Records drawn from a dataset
———
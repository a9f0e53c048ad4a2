use std::collections::VecDeque;

use crate::columns::{self, ColumnSpec, TablePage, TableSection};
use crate::filters::{self, ALL_TEAMS_OPTION};
use crate::rankings::{self, DEFAULT_PAGE_SIZE, MAX_GOALIES_PER_TEAM, RankedRow};
use crate::remote;
use crate::sample;
use crate::tables::{GameRow, PlayerStatRow, PlayoffGameRow, ScheduleRow, StandingsRow};

const MAX_LOGS: usize = 50;

#[derive(Debug, Clone, Copy, PartialEq, Eq)]
pub enum Page {
    Standings,
    Scores,
    Schedule,
    StatLeaders,
}

pub const ALL_PAGES: [Page; 4] = [
    Page::Standings,
    Page::Scores,
    Page::Schedule,
    Page::StatLeaders,
];

pub fn page_title(page: Page) -> &'static str {
    match page {
        Page::Standings => "Standings",
        Page::Scores => "Scores",
        Page::Schedule => "Schedule",
        Page::StatLeaders => "Stat Leaders",
    }
}

pub fn page_icon(page: Page) -> &'static str {
    match page {
        Page::Standings => "🏆",
        Page::Scores => "🚨",
        Page::Schedule => "📅",
        Page::StatLeaders => "🎯",
    }
}

#[derive(Debug, Clone, Copy, PartialEq, Eq)]
pub enum StandingsTab {
    Division,
    Conference,
    League,
    Playoff,
}

impl StandingsTab {
    pub fn label(self) -> &'static str {
        match self {
            StandingsTab::Division => "Division",
            StandingsTab::Conference => "Conference",
            StandingsTab::League => "League",
            StandingsTab::Playoff => "Play-off",
        }
    }
}

#[derive(Debug, Clone, Copy, PartialEq, Eq)]
pub enum LeadersSection {
    Skaters,
    Defensemen,
    Goaltenders,
}

pub const ALL_LEADERS_SECTIONS: [LeadersSection; 3] = [
    LeadersSection::Skaters,
    LeadersSection::Defensemen,
    LeadersSection::Goaltenders,
];

impl LeadersSection {
    pub fn header(self) -> &'static str {
        match self {
            LeadersSection::Skaters => "Skaters",
            LeadersSection::Defensemen => "Defensemen",
            LeadersSection::Goaltenders => "Goaltenders",
        }
    }

    pub fn table_section(self) -> TableSection {
        match self {
            LeadersSection::Goaltenders => TableSection::Goalies,
            _ => TableSection::Skaters,
        }
    }

    fn contains(self, row: &PlayerStatRow) -> bool {
        match self {
            LeadersSection::Skaters => !row.is_goalie(),
            LeadersSection::Defensemen => row.is_defenseman(),
            LeadersSection::Goaltenders => row.is_goalie(),
        }
    }
}

pub struct AppState {
    pub page: Page,
    pub standings_tab: StandingsTab,
    pub leaders_section: LeadersSection,
    /// Index into the current section's tab columns.
    pub leaders_tab: usize,
    /// 1-based page number, clamped before the engine is called.
    pub leaders_page: usize,
    /// Games-played floor for the goalie section when the slider is showing.
    /// `None` means "use the default (maximum) floor".
    pub min_games: Option<u32>,

    pub season: Option<String>,
    pub season_type: Option<String>,
    pub team: String,

    pub standings: Vec<StandingsRow>,
    pub playoff_games: Vec<PlayoffGameRow>,
    pub scores: Vec<GameRow>,
    pub schedule: Vec<ScheduleRow>,
    pub stats: Vec<PlayerStatRow>,

    pub scroll: u16,
    pub logs: VecDeque<String>,
    pub help_overlay: bool,
    pub offline: bool,
}

impl Default for AppState {
    fn default() -> Self {
        Self::new()
    }
}

impl AppState {
    pub fn new() -> Self {
        Self {
            page: Page::Standings,
            standings_tab: StandingsTab::Division,
            leaders_section: LeadersSection::Skaters,
            leaders_tab: 0,
            leaders_page: 1,
            min_games: None,
            season: None,
            season_type: None,
            team: ALL_TEAMS_OPTION.to_string(),
            standings: Vec::new(),
            playoff_games: Vec::new(),
            scores: Vec::new(),
            schedule: Vec::new(),
            stats: Vec::new(),
            scroll: 0,
            logs: VecDeque::new(),
            help_overlay: false,
            offline: false,
        }
    }

    pub fn push_log(&mut self, message: impl Into<String>) {
        if self.logs.len() >= MAX_LOGS {
            self.logs.pop_front();
        }
        self.logs.push_back(message.into());
    }

    // Filter options and selections -------------------------------------

    pub fn season_options(&self) -> Vec<String> {
        let mut seasons = filters::distinct_in_order(
            self.standings
                .iter()
                .map(|r| r.season.as_str())
                .chain(self.stats.iter().map(|r| r.season.as_str())),
        );
        if seasons.is_empty() {
            seasons.push(sample::SAMPLE_SEASON.to_string());
        }
        seasons
    }

    pub fn season_type_options(&self) -> Vec<String> {
        filters::distinct_in_order(self.stats.iter().map(|r| r.season_type.as_str()))
    }

    pub fn team_options(&self) -> Vec<String> {
        filters::team_options(
            self.standings
                .iter()
                .map(|r| r.team_full_name.as_str())
                .chain(self.stats.iter().map(|r| r.team_full_name.as_str()))
                .chain(self.scores.iter().flat_map(|r| {
                    [
                        r.home_team_full_name.as_str(),
                        r.away_team_full_name.as_str(),
                    ]
                })),
        )
    }

    pub fn selected_season(&self) -> String {
        self.season
            .clone()
            .or_else(|| self.season_options().first().cloned())
            .unwrap_or_default()
    }

    pub fn selected_season_type(&self) -> Option<String> {
        self.season_type
            .clone()
            .or_else(|| self.season_type_options().first().cloned())
    }

    pub fn cycle_season(&mut self) {
        let options = self.season_options();
        self.season = Some(cycle_option(&options, &self.selected_season()));
        self.reset_view();
    }

    pub fn cycle_season_type(&mut self) {
        let options = self.season_type_options();
        if options.is_empty() {
            return;
        }
        let current = self.selected_season_type().unwrap_or_default();
        self.season_type = Some(cycle_option(&options, &current));
        self.reset_view();
    }

    pub fn cycle_team(&mut self) {
        let options = self.team_options();
        self.team = cycle_option(&options, &self.team);
        self.reset_view();
    }

    fn reset_view(&mut self) {
        self.leaders_page = 1;
        self.min_games = None;
        self.scroll = 0;
    }

    // Season-filtered views ---------------------------------------------

    pub fn standings_rows(&self) -> Vec<StandingsRow> {
        let season = self.selected_season();
        self.standings
            .iter()
            .filter(|r| r.season == season)
            .cloned()
            .collect()
    }

    pub fn playoff_rows(&self) -> Vec<PlayoffGameRow> {
        let season = self.selected_season();
        self.playoff_games
            .iter()
            .filter(|r| r.season == season)
            .cloned()
            .collect()
    }

    pub fn scores_rows(&self) -> Vec<GameRow> {
        filters::filter_scores(&self.scores, &self.team)
    }

    pub fn schedule_rows(&self) -> Vec<ScheduleRow> {
        filters::filter_schedule(&self.schedule, &self.team)
    }

    // Stat leaders ------------------------------------------------------

    pub fn leaders_tabs(&self) -> Vec<&'static ColumnSpec> {
        columns::tab_columns(TablePage::StatLeaders, self.leaders_section.table_section())
            .expect("column registry validated at startup")
    }

    pub fn current_tab_spec(&self) -> &'static ColumnSpec {
        let tabs = self.leaders_tabs();
        tabs[self.leaders_tab.min(tabs.len() - 1)]
    }

    /// Season/type/team-filtered pool for a leaders section, before the
    /// goalie minimum-games floor.
    pub fn leaders_pool(&self, section: LeadersSection) -> Vec<PlayerStatRow> {
        let season = self.selected_season();
        let season_type = self.selected_season_type();
        filters::filter_stats(&self.stats, &season, season_type.as_deref(), &self.team)
            .into_iter()
            .filter(|r| section.contains(r))
            .collect()
    }

    /// Slider parameters for the goalie pool, when the filter applies at all.
    pub fn goalie_min_games(&self) -> Option<rankings::MinGamesFilter> {
        let pool = self.leaders_pool(LeadersSection::Goaltenders);
        if pool.len() <= MAX_GOALIES_PER_TEAM {
            return None;
        }
        let max_games = pool.iter().map(|r| r.games_played).max().unwrap_or(0);
        rankings::min_games_filter(max_games)
    }

    pub fn effective_min_games(&self) -> Option<u32> {
        let filter = self.goalie_min_games()?;
        Some(
            self.min_games
                .unwrap_or(filter.max_value)
                .min(filter.max_value),
        )
    }

    pub fn adjust_min_games(&mut self, delta: i64) {
        let Some(filter) = self.goalie_min_games() else {
            return;
        };
        let current = i64::from(self.min_games.unwrap_or(filter.max_value));
        let next =
            (current + delta * i64::from(filter.step)).clamp(0, i64::from(filter.max_value));
        self.min_games = Some(next as u32);
        self.leaders_page = 1;
    }

    /// The single ranked sequence both the podium and pagination draw from.
    pub fn ranked_leaders(&self, section: LeadersSection) -> Vec<RankedRow> {
        let mut pool = self.leaders_pool(section);
        if section == LeadersSection::Goaltenders {
            if let Some(floor) = self.effective_min_games() {
                pool = rankings::apply_min_games(pool, floor);
            }
        }
        rankings::rank_by(pool, self.current_tab_spec())
    }

    pub fn leaders_total_pages(&self) -> usize {
        let count = self.ranked_leaders(self.leaders_section).len();
        rankings::total_pages(count, DEFAULT_PAGE_SIZE)
    }

    pub fn clamped_page(&self) -> usize {
        self.leaders_page.clamp(1, self.leaders_total_pages())
    }

    pub fn next_leaders_tab(&mut self) {
        let len = self.leaders_tabs().len();
        self.leaders_tab = (self.leaders_tab + 1) % len;
        self.leaders_page = 1;
        self.scroll = 0;
    }

    pub fn prev_leaders_tab(&mut self) {
        let len = self.leaders_tabs().len();
        self.leaders_tab = (self.leaders_tab + len - 1) % len;
        self.leaders_page = 1;
        self.scroll = 0;
    }

    pub fn next_leaders_section(&mut self) {
        let idx = ALL_LEADERS_SECTIONS
            .iter()
            .position(|s| *s == self.leaders_section)
            .unwrap_or(0);
        self.leaders_section = ALL_LEADERS_SECTIONS[(idx + 1) % ALL_LEADERS_SECTIONS.len()];
        self.leaders_tab = 0;
        self.leaders_page = 1;
        self.min_games = None;
        self.scroll = 0;
    }

    pub fn next_standings_tab(&mut self) {
        let has_playoff = !self.playoff_rows().is_empty();
        self.standings_tab = match self.standings_tab {
            StandingsTab::Division => StandingsTab::Conference,
            StandingsTab::Conference => StandingsTab::League,
            StandingsTab::League if has_playoff => StandingsTab::Playoff,
            StandingsTab::League | StandingsTab::Playoff => StandingsTab::Division,
        };
        self.scroll = 0;
    }
}

fn cycle_option(options: &[String], current: &str) -> String {
    if options.is_empty() {
        return current.to_string();
    }
    let idx = options.iter().position(|o| o == current).unwrap_or(0);
    options[(idx + 1) % options.len()].clone()
}

/// Load every dataset, falling back to the built-in sample data when offline
/// or when a remote read fails. Remote errors are logged, never retried here.
pub fn load_data(state: &mut AppState) {
    let offline = std::env::var("FFC_OFFLINE").is_ok_and(|v| v == "1");
    state.offline = offline;
    if offline {
        state.push_log("[INFO] FFC_OFFLINE=1, using sample data");
        load_sample(state);
        return;
    }

    let mut failed = false;
    match remote::load_standings() {
        Ok(rows) => state.standings = rows,
        Err(err) => {
            failed = true;
            state.push_log(format!("[WARN] standings fetch failed: {err:#}"));
        }
    }
    match remote::load_playoff_games() {
        Ok(rows) => state.playoff_games = rows,
        Err(err) => {
            failed = true;
            state.push_log(format!("[WARN] playoff fetch failed: {err:#}"));
        }
    }
    match remote::load_scores() {
        Ok(rows) => state.scores = rows,
        Err(err) => {
            failed = true;
            state.push_log(format!("[WARN] scores fetch failed: {err:#}"));
        }
    }
    match remote::load_schedule() {
        Ok(rows) => state.schedule = rows,
        Err(err) => {
            failed = true;
            state.push_log(format!("[WARN] schedule fetch failed: {err:#}"));
        }
    }
    match remote::load_player_stats() {
        Ok(rows) => state.stats = rows,
        Err(err) => {
            failed = true;
            state.push_log(format!("[WARN] stats fetch failed: {err:#}"));
        }
    }

    if failed {
        state.offline = true;
        state.push_log("[INFO] remote reads failed, filling gaps with sample data");
        load_sample_missing(state);
    } else {
        state.push_log("[INFO] data refreshed");
    }
}

fn load_sample(state: &mut AppState) {
    state.standings = sample::standings();
    state.playoff_games = sample::playoff_games();
    state.scores = sample::scores();
    state.schedule = sample::schedule();
    state.stats = sample::player_stats();
}

fn load_sample_missing(state: &mut AppState) {
    if state.standings.is_empty() {
        state.standings = sample::standings();
    }
    if state.playoff_games.is_empty() {
        state.playoff_games = sample::playoff_games();
    }
    if state.scores.is_empty() {
        state.scores = sample::scores();
    }
    if state.schedule.is_empty() {
        state.schedule = sample::schedule();
    }
    if state.stats.is_empty() {
        state.stats = sample::player_stats();
    }
}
———
WHAT THIS TASK INVOLVES:
A single number is the whole answer: the tally of lines above that contain "enum".

EXPECTED OUTPUT:
3